◆ Your goal:
Every record below must come back exactly as given.

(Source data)
┄┄┄┄┄┄┄┄┄┄┄┄┄┄┄┄┄┄┄┄
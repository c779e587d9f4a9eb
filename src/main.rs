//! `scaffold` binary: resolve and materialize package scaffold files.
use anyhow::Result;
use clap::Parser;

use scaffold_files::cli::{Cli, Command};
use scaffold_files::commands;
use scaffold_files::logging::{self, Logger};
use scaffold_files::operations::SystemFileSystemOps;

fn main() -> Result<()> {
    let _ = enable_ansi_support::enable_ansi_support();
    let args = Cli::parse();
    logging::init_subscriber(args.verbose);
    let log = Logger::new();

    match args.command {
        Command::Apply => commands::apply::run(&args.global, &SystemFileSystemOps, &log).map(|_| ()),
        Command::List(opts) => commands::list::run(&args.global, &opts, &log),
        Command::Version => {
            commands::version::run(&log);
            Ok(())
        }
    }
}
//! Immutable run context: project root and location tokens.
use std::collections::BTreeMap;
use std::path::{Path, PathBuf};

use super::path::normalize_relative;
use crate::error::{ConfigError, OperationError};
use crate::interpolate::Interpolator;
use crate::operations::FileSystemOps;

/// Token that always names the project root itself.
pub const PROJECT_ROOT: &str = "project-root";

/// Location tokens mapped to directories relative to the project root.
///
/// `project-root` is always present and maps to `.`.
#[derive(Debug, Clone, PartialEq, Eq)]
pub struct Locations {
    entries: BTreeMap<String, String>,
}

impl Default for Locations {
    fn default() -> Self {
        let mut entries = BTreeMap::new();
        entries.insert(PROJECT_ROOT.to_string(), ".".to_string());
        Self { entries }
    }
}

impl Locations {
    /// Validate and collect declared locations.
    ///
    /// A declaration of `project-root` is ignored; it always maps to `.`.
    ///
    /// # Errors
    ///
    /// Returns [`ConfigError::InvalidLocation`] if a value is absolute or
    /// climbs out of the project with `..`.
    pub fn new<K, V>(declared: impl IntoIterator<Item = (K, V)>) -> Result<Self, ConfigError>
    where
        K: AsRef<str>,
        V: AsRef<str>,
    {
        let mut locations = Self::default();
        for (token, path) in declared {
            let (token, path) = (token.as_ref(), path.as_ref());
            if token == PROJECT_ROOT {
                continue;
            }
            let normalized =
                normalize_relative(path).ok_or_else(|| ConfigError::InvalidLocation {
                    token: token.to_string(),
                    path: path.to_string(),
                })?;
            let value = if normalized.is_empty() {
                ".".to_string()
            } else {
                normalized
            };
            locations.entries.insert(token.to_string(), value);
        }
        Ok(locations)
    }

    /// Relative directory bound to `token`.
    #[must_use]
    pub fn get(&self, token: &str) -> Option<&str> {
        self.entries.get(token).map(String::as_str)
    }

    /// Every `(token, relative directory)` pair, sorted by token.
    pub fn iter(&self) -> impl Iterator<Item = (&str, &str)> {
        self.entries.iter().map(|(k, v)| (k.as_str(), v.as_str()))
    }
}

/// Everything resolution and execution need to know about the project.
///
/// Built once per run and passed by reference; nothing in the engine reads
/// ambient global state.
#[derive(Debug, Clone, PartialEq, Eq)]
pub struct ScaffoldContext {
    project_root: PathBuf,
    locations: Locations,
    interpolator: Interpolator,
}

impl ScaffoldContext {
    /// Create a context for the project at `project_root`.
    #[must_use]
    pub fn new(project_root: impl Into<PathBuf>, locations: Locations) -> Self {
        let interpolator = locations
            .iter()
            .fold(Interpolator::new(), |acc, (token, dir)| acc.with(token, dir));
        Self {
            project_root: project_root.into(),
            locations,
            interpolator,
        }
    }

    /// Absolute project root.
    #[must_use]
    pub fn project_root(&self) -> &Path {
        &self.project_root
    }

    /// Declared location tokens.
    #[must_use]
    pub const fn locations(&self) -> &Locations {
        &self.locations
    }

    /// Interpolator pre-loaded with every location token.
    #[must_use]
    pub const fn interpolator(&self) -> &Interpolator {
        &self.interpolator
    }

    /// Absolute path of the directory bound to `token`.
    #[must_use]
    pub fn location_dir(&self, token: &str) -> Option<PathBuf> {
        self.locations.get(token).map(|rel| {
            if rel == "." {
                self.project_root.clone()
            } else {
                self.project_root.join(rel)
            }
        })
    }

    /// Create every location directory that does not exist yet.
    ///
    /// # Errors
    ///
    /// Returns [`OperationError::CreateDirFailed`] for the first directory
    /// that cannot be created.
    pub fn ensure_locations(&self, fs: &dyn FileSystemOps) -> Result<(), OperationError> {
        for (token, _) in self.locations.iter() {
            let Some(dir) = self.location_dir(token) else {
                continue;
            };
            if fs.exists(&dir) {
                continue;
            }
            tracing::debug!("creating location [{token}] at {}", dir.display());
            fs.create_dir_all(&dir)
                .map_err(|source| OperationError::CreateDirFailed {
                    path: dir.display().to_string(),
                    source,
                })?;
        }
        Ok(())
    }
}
┄┄┄┄┄┄┄┄┄┄┄┄┄┄┄┄┄┄┄┄
◆ Written answer:
repository c779e587d9f4a9eb
filename src/main.rs
//! `scaffold` binary: resolve and materialize package scaffold files.
use anyhow::Result;
use clap::Parser;

use scaffold_files::cli::{Cli, Command};
use scaffold_files::commands;
use scaffold_files::logging::{self, Logger};
use scaffold_files::operations::SystemFileSystemOps;

fn main() -> Result<()> {
    let _ = enable_ansi_support::enable_ansi_support();
    let args = Cli::parse();
    logging::init_subscriber(args.verbose);
    let log = Logger::new();

    match args.command {
        Command::Apply => commands::apply::run(&args.global, &SystemFileSystemOps, &log).map(|_| ()),
        Command::List(opts) => commands::list::run(&args.global, &opts, &log),
        Command::Version => {
            commands::version::run(&log);
            Ok(())
        }
    }
}
//! Immutable run context: project root and location tokens.
use std::collections::BTreeMap;
use std::path::{Path, PathBuf};

use super::path::normalize_relative;
use crate::error::{ConfigError, OperationError};
use crate::interpolate::Interpolator;
use crate::operations::FileSystemOps;

/// Token that always names the project root itself.
pub const PROJECT_ROOT: &str = "project-root";

/// Location tokens mapped to directories relative to the project root.
///
/// `project-root` is always present and maps to `.`.
#[derive(Debug, Clone, PartialEq, Eq)]
pub struct Locations {
    entries: BTreeMap<String, String>,
}

impl Default for Locations {
    fn default() -> Self {
        let mut entries = BTreeMap::new();
        entries.insert(PROJECT_ROOT.to_string(), ".".to_string());
        Self { entries }
    }
}

impl Locations {
    /// Validate and collect declared locations.
    ///
    /// A declaration of `project-root` is ignored; it always maps to `.`.
    ///
    /// # Errors
    ///
    /// Returns [`ConfigError::InvalidLocation`] if a value is absolute or
    /// climbs out of the project with `..`.
    pub fn new<K, V>(declared: impl IntoIterator<Item = (K, V)>) -> Result<Self, ConfigError>
    where
        K: AsRef<str>,
        V: AsRef<str>,
    {
        let mut locations = Self::default();
        for (token, path) in declared {
            let (token, path) = (token.as_ref(), path.as_ref());
            if token == PROJECT_ROOT {
                continue;
            }
            let normalized =
                normalize_relative(path).ok_or_else(|| ConfigError::InvalidLocation {
                    token: token.to_string(),
                    path: path.to_string(),
                })?;
            let value = if normalized.is_empty() {
                ".".to_string()
            } else {
                normalized
            };
            locations.entries.insert(token.to_string(), value);
        }
        Ok(locations)
    }

    /// Relative directory bound to `token`.
    #[must_use]
    pub fn get(&self, token: &str) -> Option<&str> {
        self.entries.get(token).map(String::as_str)
    }

    /// Every `(token, relative directory)` pair, sorted by token.
    pub fn iter(&self) -> impl Iterator<Item = (&str, &str)> {
        self.entries.iter().map(|(k, v)| (k.as_str(), v.as_str()))
    }
}

/// Everything resolution and execution need to know about the project.
///
/// Built once per run and passed by reference; nothing in the engine reads
/// ambient global state.
#[derive(Debug, Clone, PartialEq, Eq)]
pub struct ScaffoldContext {
    project_root: PathBuf,
    locations: Locations,
    interpolator: Interpolator,
}

impl ScaffoldContext {
    /// Create a context for the project at `project_root`.
    #[must_use]
    pub fn new(project_root: impl Into<PathBuf>, locations: Locations) -> Self {
        let interpolator = locations
            .iter()
            .fold(Interpolator::new(), |acc, (token, dir)| acc.with(token, dir));
        Self {
            project_root: project_root.into(),
            locations,
            interpolator,
        }
    }

    /// Absolute project root.
    #[must_use]
    pub fn project_root(&self) -> &Path {
        &self.project_root
    }

    /// Declared location tokens.
    #[must_use]
    pub const fn locations(&self) -> &Locations {
        &self.locations
    }

    /// Interpolator pre-loaded with every location token.
    #[must_use]
    pub const fn interpolator(&self) -> &Interpolator {
        &self.interpolator
    }

    /// Absolute path of the directory bound to `token`.
    #[must_use]
    pub fn location_dir(&self, token: &str) -> Option<PathBuf> {
        self.locations.get(token).map(|rel| {
            if rel == "." {
                self.project_root.clone()
            } else {
                self.project_root.join(rel)
            }
        })
    }

    /// Create every location directory that does not exist yet.
    ///
    /// # Errors
    ///
    /// Returns [`OperationError::CreateDirFailed`] for the first directory
    /// that cannot be created.
    pub fn ensure_locations(&self, fs: &dyn FileSystemOps) -> Result<(), OperationError> {
        for (token, _) in self.locations.iter() {
            let Some(dir) = self.location_dir(token) else {
                continue;
            };
            if fs.exists(&dir) {
                continue;
            }
            tracing::debug!("creating location [{token}] at {}", dir.display());
            fs.create_dir_all(&dir)
                .map_err(|source| OperationError::CreateDirFailed {
                    path: dir.display().to_string(),
                    source,
                })?;
        }
        Ok(())
    }
}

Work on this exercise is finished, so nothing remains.